I am not an angry villager; I am not your angry villager.
It seems to me that anything could be construed as a weapon in the eyes of the police.
I presume there will be no bales of hay in the area...so what conclusions do you think the police would make?
posted by calgirl at 9:06 PM on July 27, 2011 [1 favorite]

Just to repeat for emphasis what others have noted:
1. There's something like 8-10 different law enforcement groups with jurisdiction in DC --- the DC city police, park police, Capitol police, Secret Service, and on and on --- your friend should check with ALL of them, get a written okay from ALL of them, AND get a permit to demonstrate.
2. Carrying weapons (not only waving around that sharp & threatening pitchfork, but also the fuel-filled possible-molotov-cocktail of a Coleman lantern) on the extremely security-conscious streets of DC? I'd bet COD is right: he'll be in cuffs in 15 minutes or less.
3. As a regular person your friend might pass with his pitchfork and lantern, hell YES I for one would definately feel threatened. He's not gonna get a lot of sympathy from your average DC resident.
4. Has he ever been here in summer? Today is a comparatively 'good' summer day: it won't be much over 91 degrees, extremely humid with an air quality index of "code orange" (unhealthy, stay indoors). Tomorrow is supposed to be back up to 100 degrees, still very humid and unhealthy, but with the occasional heavy thundershower, which brings up another problem with that pitchfork: lightning strikes are a very real possiblilty.

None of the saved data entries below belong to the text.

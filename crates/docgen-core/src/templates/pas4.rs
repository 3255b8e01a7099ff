//! PAS-4 private placement offer letter template.
//!
//! Form PAS-4 is the statutory offer letter for private placements under
//! Section 42 of the Companies Act, 2013. The supplied record is rendered
//! verbatim; in particular `total_consideration` is NOT recomputed from
//! `number_of_shares x (face_value + premium)` — that invariant belongs to
//! the caller.

use serde::{Deserialize, Serialize};

use crate::currency::{format_count, format_inr};
use crate::layout::Line;

/// Input record for a PAS-4 offer letter.
#[derive(Debug, Clone, Serialize, Deserialize)]
#[serde(rename_all = "camelCase")]
pub struct PrivatePlacementOffer {
    pub company_name: String,
    pub company_address: String,
    pub incorporation_number: String,
    pub date_of_incorporation: String,
    pub authorized_capital: f64,
    pub paid_up_capital: f64,
    pub investor_name: String,
    pub investor_address: String,
    pub investor_pan: String,
    pub investment_amount: f64,
    pub number_of_shares: u64,
    pub face_value: f64,
    pub premium: f64,
    pub total_consideration: f64,
    pub date: String,
    pub place: String,
}

/// Build the ordered line list for a PAS-4 offer letter.
pub fn lines(offer: &PrivatePlacementOffer) -> Vec<Line> {
    let mut out = vec![
        Line::title("FORM PAS-4"),
        Line::heading("PRIVATE PLACEMENT OFFER LETTER"),
        Line::blank(),
        Line::body("To,"),
        Line::body(offer.investor_name.clone()),
        Line::body(offer.investor_address.clone()),
        Line::blank(),
        Line::body("Subject: Private Placement of Equity Shares"),
        Line::blank(),
        Line::body("We are pleased to offer you the opportunity to subscribe to equity shares of"),
        Line::body(format!(
            "{} through a private placement in accordance with",
            offer.company_name
        )),
        Line::body("Section 42 of the Companies Act, 2013."),
        Line::blank(),
        Line::heading("COMPANY DETAILS:"),
        Line::body(format!("Company Name: {}", offer.company_name)),
        Line::body(format!("CIN: {}", offer.incorporation_number)),
        Line::body(format!("Registered Office: {}", offer.company_address)),
        Line::body(format!(
            "Date of Incorporation: {}",
            offer.date_of_incorporation
        )),
        Line::body(format!(
            "Authorized Capital: {}",
            format_inr(offer.authorized_capital)
        )),
        Line::body(format!(
            "Paid-up Capital: {}",
            format_inr(offer.paid_up_capital)
        )),
        Line::blank(),
        Line::heading("INVESTMENT DETAILS:"),
        Line::body(format!(
            "Investment Amount: {}",
            format_inr(offer.investment_amount)
        )),
        Line::body(format!(
            "Number of Shares: {}",
            format_count(offer.number_of_shares)
        )),
        Line::body(format!(
            "Face Value per Share: {}",
            format_inr(offer.face_value)
        )),
        Line::body(format!("Premium per Share: {}", format_inr(offer.premium))),
        Line::body(format!(
            "Total Consideration: {}",
            format_inr(offer.total_consideration)
        )),
        Line::blank(),
        Line::heading("TERMS AND CONDITIONS:"),
        Line::body("1. This offer is made to a maximum of 200 persons in aggregate in a"),
        Line::body("   financial year."),
    ];
    out.push(Line::body(format!(
        "2. The minimum investment amount is {}.",
        format_inr(offer.investment_amount)
    )));
    out.push(Line::body(format!(
        "3. The shares will be issued at a premium of {} per share.",
        format_inr(offer.premium)
    )));
    out.extend([
        Line::body("4. The investor must be a resident of India."),
        Line::body("5. The investor must provide PAN and other KYC documents."),
        Line::blank(),
        Line::heading("COMPLIANCE:"),
        Line::body("This private placement is being made in compliance with:"),
        Line::body("- Section 42 of the Companies Act, 2013"),
        Line::body("- Rule 14 of the Companies (Prospectus and Allotment of Securities)"),
        Line::body("  Rules, 2014"),
        Line::body("- SEBI (Issue of Capital and Disclosure Requirements) Regulations, 2018"),
        Line::blank(),
        Line::heading("RISK FACTORS:"),
        Line::body("Investment in equity shares involves risk. The investor should carefully"),
        Line::body("consider the risk factors before making an investment decision."),
        Line::blank(),
        Line::body("If you wish to accept this offer, please sign and return this letter along"),
        Line::body("with the subscription amount and required documents within 15 days from"),
        Line::body("the date of this letter. This offer is valid for 15 days."),
        Line::blank(),
        Line::body("Yours faithfully,"),
        Line::body(format!("For {}", offer.company_name)),
        Line::body("Authorized Signatory"),
        Line::body(format!("Date: {}", offer.date)),
        Line::body(format!("Place: {}", offer.place)),
        Line::blank(),
        Line::heading("INVESTOR ACCEPTANCE:"),
        Line::body("I/We hereby accept the above offer and agree to subscribe to the equity"),
        Line::body("shares on the terms and conditions mentioned above."),
        Line::blank(),
        Line::body(format!("Name: {}", offer.investor_name)),
        Line::body(format!("Address: {}", offer.investor_address)),
        Line::body(format!("PAN: {}", offer.investor_pan)),
    ]);
    out.push(Line::body(format!(
        "Investment Amount: {}",
        format_inr(offer.investment_amount)
    )));
    out.extend([
        Line::blank(),
        Line::body("Signature: _________________"),
        Line::body(format!("Date: {}", offer.date)),
    ]);
    out
}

Please ask him to re-think this.
posted by easily confused at 3:50 AM on July 28, 2011 [1 favorite]

also, keep in mind that there are multiple police districts in DC, capital police, dc metro, wmata police, park police... each have different jurisdiction and laws that apply...
posted by fozzie33 at 7:24 AM on July 28, 2011

A single, shouting protestor brandishing the accoutrements you describe would be ignored for a while, but if someone complained to 911 local authorities would (at a minimum) probably detain him. If he did this too close to the Capitol, those authorities would be the Capitol Police, if it was somewhere on the Mall, the Park Police, if it was too close to the White House, maybe the Secret Service (although I doubt they'd care, unless said pitchfork got too close to a Presidential motorcade). Otherwise it would be the Metropolitan PD.

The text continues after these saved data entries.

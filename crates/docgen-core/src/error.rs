use thiserror::Error;

#[derive(Error, Debug)]
pub enum DocGenError {
    #[error("PDF rendering failed: {0}")]
    Render(String),
}

impl From<lopdf::Error> for DocGenError {
    fn from(e: lopdf::Error) -> Self {
        DocGenError::Render(e.to_string())
    }
}
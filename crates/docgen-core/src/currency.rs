//! Indian-locale number formatting for rendered amounts.
//!
//! Amounts use lakh/crore digit grouping (`10,00,000` rather than
//! `1,000,000`). The standard-14 Helvetica fonts are WinAnsi-encoded and
//! cannot represent U+20B9, so amounts carry the `Rs.` marker instead of
//! the rupee glyph.

/// Currency marker prefixed to every formatted amount.
pub const RUPEE: &str = "Rs.";

/// Format a monetary amount with Indian grouping and the `Rs.` marker.
///
/// Whole amounts render without decimals; fractional amounts render with
/// exactly two decimal places (`Rs. 1,234.50`).
pub fn format_inr(amount: f64) -> String {
    let sign = if amount < 0.0 { "-" } else { "" };
    let fixed = format!("{:.2}", amount.abs());
    let (int_part, frac_part) = fixed.split_once('.').unwrap_or((fixed.as_str(), "00"));
    let grouped = group_indian(int_part);
    if frac_part == "00" {
        format!("{} {}{}", RUPEE, sign, grouped)
    } else {
        format!("{} {}{}.{}", RUPEE, sign, grouped, frac_part)
    }
}

/// Format a plain count (share counts etc.) with Indian grouping.
pub fn format_count(n: u64) -> String {
    group_indian(&n.to_string())
}

/// Format a percentage rate, dropping a trailing `.0` for whole values.
pub fn format_percent(rate: f64) -> String {
    format!("{}%", rate)
}

/// Apply Indian digit grouping to a string of decimal digits: the last
/// three digits form one group, every preceding pair another.
fn group_indian(digits: &str) -> String {
    if digits.len() <= 3 {
        return digits.to_string();
    }
    let (head, tail) = digits.split_at(digits.len() - 3);
    let mut groups = Vec::new();
    let bytes = head.as_bytes();
    let mut end = bytes.len();
    while end > 2 {
        groups.push(&head[end - 2..end]);
        end -= 2;
    }
    groups.push(&head[..end]);
    groups.reverse();
    format!("{},{}", groups.join(","), tail)
}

It would make a great demonstration, however, if your friend could enlist more people in his cause. To minimize any trouble, you'd want rubbery plastic business ends for your marching pitchforks. I think carrying Coleman lanterns is not what people envision for this kind of display, you'd need real torches, like the SA and HJ would be carrying in a 1930s rally in Nürnberg. Said torches would upset the DCFD, but if you had enough marchers (and obtained a parade permit beforehand -- dunno if they're ever allowed at night) you might get away with it.